Continuing our free tour, we then hoofed it to Buckingham Palace. It was actually a pleasant walk next to St. James Park. I don’t think I went this way either time I went to the palace. After resting a bit and taking some goofy photos, we set off for Hyde Park. Daniel wanted to see the Peter Pan statue to remind him of his Storybook Land days. Let me tell you, this was one long walk. We walked along Green Park until we got to the Wellington Arch and then proceeded through Hyde Park along the Serpentine. I had to pull up at one of the waterside cafes to get a snack and some water just to keep going. I was huffing and puffing while Daniel just kept going and going.
We finally arrived at the statue only to discover it was a very popular statue for Americans to come and take photos. There are an exceptionally large number of Americans in London this week due to the NFL game that was on Sunday. Most of them all have their Giants or Dolphins gear on and just wander around making noise and generally being obnoxious. This one guy at the statue took almost 20 photos of the statue from different angles. Some zoomed in, some zoomed out, some with him posing on one side, and then again posing on the other side. I thought Daniel was going to freak out.
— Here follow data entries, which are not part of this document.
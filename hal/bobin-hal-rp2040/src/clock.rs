//! Millisecond clock over the embassy time driver

use embassy_time::Instant;

use bobin_hal::Clock;

#[derive(Debug, Clone, Copy, Default)]
pub struct EmbassyClock;

impl Clock for EmbassyClock {
    fn now_ms(&self) -> u32 {
        // Truncation gives the wrapping counter the core expects
        Instant::now().as_millis() as u32
    }
}
//! Bobin - Coil Winder Panel Firmware
//!
//! Main firmware binary for the RP2040-based operator panel. The panel
//! reads the keypad, foot pedal, turn sensor and speed potentiometer,
//! shows the job on a 20x4 LCD, and drives the motor controller over a
//! line protocol on UART0.
//!
//! Everything runs in a single cooperative loop: the core `Winder` is fed
//! input each pass and its effects are carried out here.

#![no_std]
#![no_main]

use defmt::*;
use embassy_executor::Spawner;
use embassy_rp::adc::{self, Adc, Channel};
use embassy_rp::bind_interrupts;
use embassy_rp::gpio::{Input, Level, Output, Pull};
use embassy_rp::i2c::{self, I2c};
use embassy_rp::peripherals::UART0;
use embassy_rp::uart::{BufferedInterruptHandler, Config as UartConfig, Uart};
use embassy_time::{Delay, Timer};
use static_cell::StaticCell;
use {defmt_rtt as _, panic_probe as _};

use bobin_core::homing::Homing;
use bobin_core::keys::KEYMAP;
use bobin_core::tone::{TonePattern, ToneSequencer};
use bobin_core::{Effect, Winder};
use bobin_display::hd44780::{Hd44780, DEFAULT_ADDRESS};
use bobin_display::{render, templates, type_out, DisplayBackend, Screen};
use bobin_hal::KeypadSource;
use bobin_hal_rp2040::adc::EIGHT_BIT_SHIFT;
use bobin_hal_rp2040::{
    Clock, EmbassyClock, InputPin, LinkRx, LinkTx, MatrixKeypad, OutputPin, PinInput, PinOutput,
    PotInput, UartRx, UartTx,
};
use bobin_protocol::ControllerCommand;

mod config {
    use bobin_core::config::{HomingConfig, LinkConfig, SpeedConfig, TimingConfig, WinderConfig};

    // Generated by build.rs from winder.toml
    include!(concat!(env!("OUT_DIR"), "/winder_config.rs"));
}

use config::WINDER_CONFIG;

bind_interrupts!(struct Irqs {
    UART0_IRQ => BufferedInterruptHandler<UART0>;
});

// Static cells for UART buffers (must live forever)
static TX_BUF: StaticCell<[u8; 256]> = StaticCell::new();
static RX_BUF: StaticCell<[u8; 256]> = StaticCell::new();

/// Main entry point
#[embassy_executor::main]
async fn main(_spawner: Spawner) {
    info!("Bobin firmware starting...");

    let p = embassy_rp::init(Default::default());
    let clock = EmbassyClock;

    // Motor controller link: UART0 on GPIO0 (TX) / GPIO1 (RX)
    let mut uart_config = UartConfig::default();
    uart_config.baudrate = WINDER_CONFIG.link.baud;

    let tx_buf = TX_BUF.init([0u8; 256]);
    let rx_buf = RX_BUF.init([0u8; 256]);

    let uart = Uart::new_blocking(p.UART0, p.PIN_0, p.PIN_1, uart_config);
    let uart = uart.into_buffered(Irqs, tx_buf, rx_buf);
    let (tx, rx) = uart.split();
    let mut tx = LinkTx::new(tx);
    let mut rx = LinkRx::new(rx);

    while !tx.is_ready() {
        Timer::after_millis(1).await;
    }
    info!("Link up at {} baud", WINDER_CONFIG.link.baud);

    // LCD: PCF8574 backpack on I2C0, GPIO4 (SDA) / GPIO5 (SCL)
    let i2c = I2c::new_blocking(p.I2C0, p.PIN_5, p.PIN_4, i2c::Config::default());
    // Without a panel the machine still winds; only the screen is lost
    let mut lcd = match Hd44780::new_i2c(i2c, DEFAULT_ADDRESS, Delay) {
        Ok(lcd) => Some(lcd),
        Err(e) => {
            warn!("LCD did not answer at {:#x}: {}", DEFAULT_ADDRESS, e);
            None
        }
    };

    // Keypad: rows GPIO6..10 driven, columns GPIO11..14 read
    let rows = [
        Output::new(p.PIN_6, Level::High),
        Output::new(p.PIN_7, Level::High),
        Output::new(p.PIN_8, Level::High),
        Output::new(p.PIN_9, Level::High),
        Output::new(p.PIN_10, Level::High),
    ];
    let cols = [
        Input::new(p.PIN_11, Pull::Up),
        Input::new(p.PIN_12, Pull::Up),
        Input::new(p.PIN_13, Pull::Up),
        Input::new(p.PIN_14, Pull::Up),
    ];
    let mut keypad = MatrixKeypad::new(rows, cols, KEYMAP);

    // Pedal, turn sensor and home sensor are active low
    let pedal = PinInput::new(Input::new(p.PIN_15, Pull::Up));
    let sensor = PinInput::new(Input::new(p.PIN_16, Pull::Up));
    let home = PinInput::new(Input::new(p.PIN_17, Pull::Up));
    let mut buzzer = PinOutput::new(Output::new(p.PIN_18, Level::Low));

    // Speed potentiometer on ADC0 (GPIO26)
    let adc = Adc::new_blocking(p.ADC, adc::Config::default());
    let pot = Channel::new_pin(p.PIN_26, Pull::None);
    let mut pot = PotInput::new(adc, pot, EIGHT_BIT_SHIFT);

    info!("Peripherals initialized");

    let timing = WINDER_CONFIG.timing;
    if let Some(lcd) = lcd.as_mut() {
        if type_out(
            lcd,
            &mut Delay,
            &templates::WATERMARK,
            timing.splash_char_ms,
            timing.splash_hold_ms,
        )
        .is_err()
        {
            warn!("Splash screen failed");
        }
    }

    let mut winder = Winder::new(WINDER_CONFIG);
    let mut tone = ToneSequencer::new();

    if WINDER_CONFIG.homing.enabled {
        winder.screen_mut().load(&templates::HOMING);
        draw(winder.screen_mut(), lcd.as_mut());

        let mut homing = Homing::new(timing.home_poll_ms);
        send(&mut tx, homing.start());
        info!("Homing...");

        loop {
            let now = clock.now_ms();
            if let Some(done) = homing.poll(home.level(), now) {
                send(&mut tx, done);
                tone.start(TonePattern::HOMED, now);
                break;
            }
            Timer::after_millis(1).await;
        }
        info!("Homed");
    }

    info!("Entering main loop");

    loop {
        let now = clock.now_ms();

        while let Some(event) = keypad.poll() {
            trace!("Key {} {}", event.key, event.state);
            winder.handle_key(event, now, &mut pot);
        }

        winder.poll_inputs(pedal.level(), sensor.level(), now);

        winder.service(now, &mut pot);

        loop {
            match rx.try_read_byte() {
                Ok(Some(byte)) => winder.receive_byte(byte),
                Ok(None) => break,
                Err(e) => {
                    warn!("Link receive error: {}", e);
                    break;
                }
            }
        }

        draw(winder.screen_mut(), lcd.as_mut());

        while let Some(effect) = winder.next_effect() {
            match effect {
                Effect::Send(command) => send(&mut tx, command),
                Effect::Log(line) => info!("{}", line.as_str()),
                Effect::Tone(pattern) => tone.start(pattern, now),
            }
        }

        buzzer.set_state(tone.update(now));

        embassy_futures::yield_now().await;
    }
}

/// Push the frame's pending changes to the panel, if there is one
fn draw<B: DisplayBackend>(screen: &mut Screen, lcd: Option<&mut B>) {
    if let Some(lcd) = lcd {
        if render(screen, lcd).is_err() {
            warn!("LCD write failed");
        }
    }
}

/// Write one command line to the motor controller
///
/// The link has no retransmission, so a failed write is logged and dropped.
fn send<T: UartTx>(tx: &mut T, command: ControllerCommand) {
    let line = match command.encode() {
        Ok(line) => line,
        Err(_) => {
            warn!("Command does not fit a line: {}", command);
            return;
        }
    };
    if tx.write_blocking(line.as_bytes()).is_err() {
        warn!("Link write failed");
    }
}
It reminded me of some of the super annual passholders who take thousands of photos at Disneyland to document every last detail. Finally, I was able to jump in with the Gorn and take a few snaps.
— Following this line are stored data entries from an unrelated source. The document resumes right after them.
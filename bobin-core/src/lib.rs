//! Board-agnostic core logic for the coil winder panel
//!
//! This crate contains all application logic that does not depend on
//! specific hardware implementations:
//!
//! - Operation state machine (Idle, Offset, Running, Paused, Finished)
//! - Keypad roles and the two numeric entry fields
//! - Speed sampling, pedal/sensor edge handling and turn counting
//! - Startup homing and buzzer sequencing
//! - Configuration type definitions
//! - The `Winder` controller tying them together

#![cfg_attr(not(test), no_std)]
#![deny(unsafe_code)]

pub mod config;
pub mod controller;
pub mod homing;
pub mod input;
pub mod keys;
pub mod progress;
pub mod sampler;
pub mod state;
pub mod timing;
pub mod tone;

pub use config::WinderConfig;
pub use controller::{Effect, RunParameters, Winder};
pub use state::OperationState;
Next stop was the Albert Memorial. We passed a point where we could see Kensington Palace, but we decided it was just too far to go. We then stopped off at the Royal Geographic Society. There was a cone that was marking Kofi Anan’s parking space and we saw an exhibit on the Bombay Africans (free slaves that were taken to India and the middle east for safety). I resisted the temptation to ask where the spot where Phineas Fogg took off around the world in 80 Days. It was still all free!
The Science Museum and the Natural History Museums were all very cool inside. I loved the Science Museum with its Space Exploration, Surveying, Modern Machinery, and Computing displays. There was even an original Apple Computer. The Natural History museum had cool stuff on Volcanoes and Earthquakes and even had a room where you could experience the Kobe 1995 quake. I was a bit disappointed since the guy in the video at the Japanese convenience store seemed to be moving around more than I was, but I guess it will do. It was quickly approaching 4pm so we hightailed it to the Victoria and Albert museum to see some historical musical instruments and some modern art. Having been to the V&A the last time I was in London, I didn’t enjoy it as much as the other two. But all three are definitely worth a trip if you are looking for some free things to do in London.
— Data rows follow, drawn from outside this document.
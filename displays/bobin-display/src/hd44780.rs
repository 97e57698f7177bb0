//! HD44780 character LCD behind a PCF8574 I2C expander
//!
//! The controller protocol itself comes from `hd44780-driver`; this module
//! maps a 20x4 panel's (row, column) addressing onto it and exposes it as a
//! [`DisplayBackend`].

use embedded_hal_02::blocking::delay::{DelayMs, DelayUs};
use embedded_hal_02::blocking::i2c::Write;
use hd44780_driver::bus::{DataBus, I2CBus};
use hd44780_driver::{CursorBlink, HD44780};

use crate::backend::{DisplayBackend, DisplayError};

/// Usual address of the yellow PCF8574A backpacks
pub const DEFAULT_ADDRESS: u8 = 0x3F;

const COLS: u8 = 20;
const ROWS: u8 = 4;

/// DDRAM start address of each row on a 20x4 panel
const ROW_OFFSETS: [u8; ROWS as usize] = [0x00, 0x40, 0x14, 0x54];

impl From<hd44780_driver::error::Error> for DisplayError {
    fn from(_: hd44780_driver::error::Error) -> Self {
        DisplayError::Communication
    }
}

/// 20x4 HD44780 panel
pub struct Hd44780<B: DataBus, D> {
    lcd: HD44780<B>,
    delay: D,
}

impl<I2C: Write, D: DelayUs<u16> + DelayMs<u8>> Hd44780<I2CBus<I2C>, D> {
    /// Initialise the panel on an I2C backpack at `address`
    pub fn new_i2c(i2c: I2C, address: u8, mut delay: D) -> Result<Self, DisplayError> {
        let lcd = HD44780::new_i2c(i2c, address, &mut delay)?;
        Ok(Self::new(lcd, delay))
    }
}

impl<B: DataBus, D: DelayUs<u16> + DelayMs<u8>> Hd44780<B, D> {
    /// Wrap an already initialised driver
    pub fn new(lcd: HD44780<B>, delay: D) -> Self {
        Self { lcd, delay }
    }

    fn move_to(&mut self, row: u8, col: u8) -> Result<(), DisplayError> {
        if row >= ROWS || col >= COLS {
            return Err(DisplayError::InvalidCoordinates);
        }
        self.lcd
            .set_cursor_pos(ROW_OFFSETS[row as usize] + col, &mut self.delay)?;
        Ok(())
    }
}

impl<B: DataBus, D: DelayUs<u16> + DelayMs<u8>> DisplayBackend for Hd44780<B, D> {
    fn clear(&mut self) -> Result<(), DisplayError> {
        self.lcd.clear(&mut self.delay)?;
        Ok(())
    }

    fn draw_text(&mut self, row: u8, col: u8, text: &str) -> Result<(), DisplayError> {
        self.move_to(row, col)?;
        // Past the last column the controller wraps onto another row
        let room = (COLS - col) as usize;
        let end = text
            .char_indices()
            .nth(room)
            .map_or(text.len(), |(i, _)| i);
        self.lcd.write_str(&text[..end], &mut self.delay)?;
        Ok(())
    }

    fn set_cursor(&mut self, row: u8, col: u8) -> Result<(), DisplayError> {
        self.move_to(row, col)
    }

    fn set_blink(&mut self, on: bool) -> Result<(), DisplayError> {
        let blink = if on { CursorBlink::On } else { CursorBlink::Off };
        self.lcd.set_cursor_blink(blink, &mut self.delay)?;
        Ok(())
    }

    fn dimensions(&self) -> (u8, u8) {
        (COLS, ROWS)
    }
}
It was time to head back to SoHo to meet up with Nathan for dinner. He is going to be busy tomorrow night, so this was our last chance to see him before we left London and headed out to the rest of the UK. On the way, we stopped in at Harrods and I had a Krispy Kreme at the Harrod’s food halls, mainly just to say that I did. Daniel found some awesome luggage, but at $1400 it was a bit out of his price range.
We stopped in Leicester Square to check to see if they had Mary Poppins tickets. They were still $60 each so we have some thinking to do to see if we want to try and see it tomorrow. Nathan met us downstairs of his apartment and we headed over to Marks & Spencer to get some groceries. Nathan offered to cook for us and we picked out some grub for tonight as well as for tomorrow and Wednesday before we head out of town. Over steak (turkey for Daniel), potatoes, and wine we chatted and then watched Dragon’s Den. This show features UK inventors who are trying to get funding for their projects and products. It was actually quite good so I suspect it will be coming to the US at some point. Nathan didn’t have Living TV, and neither do we so we are missing out on the Most Haunted Live TV event. We will be in Cardiff on Halloween so hopefully we can see it there.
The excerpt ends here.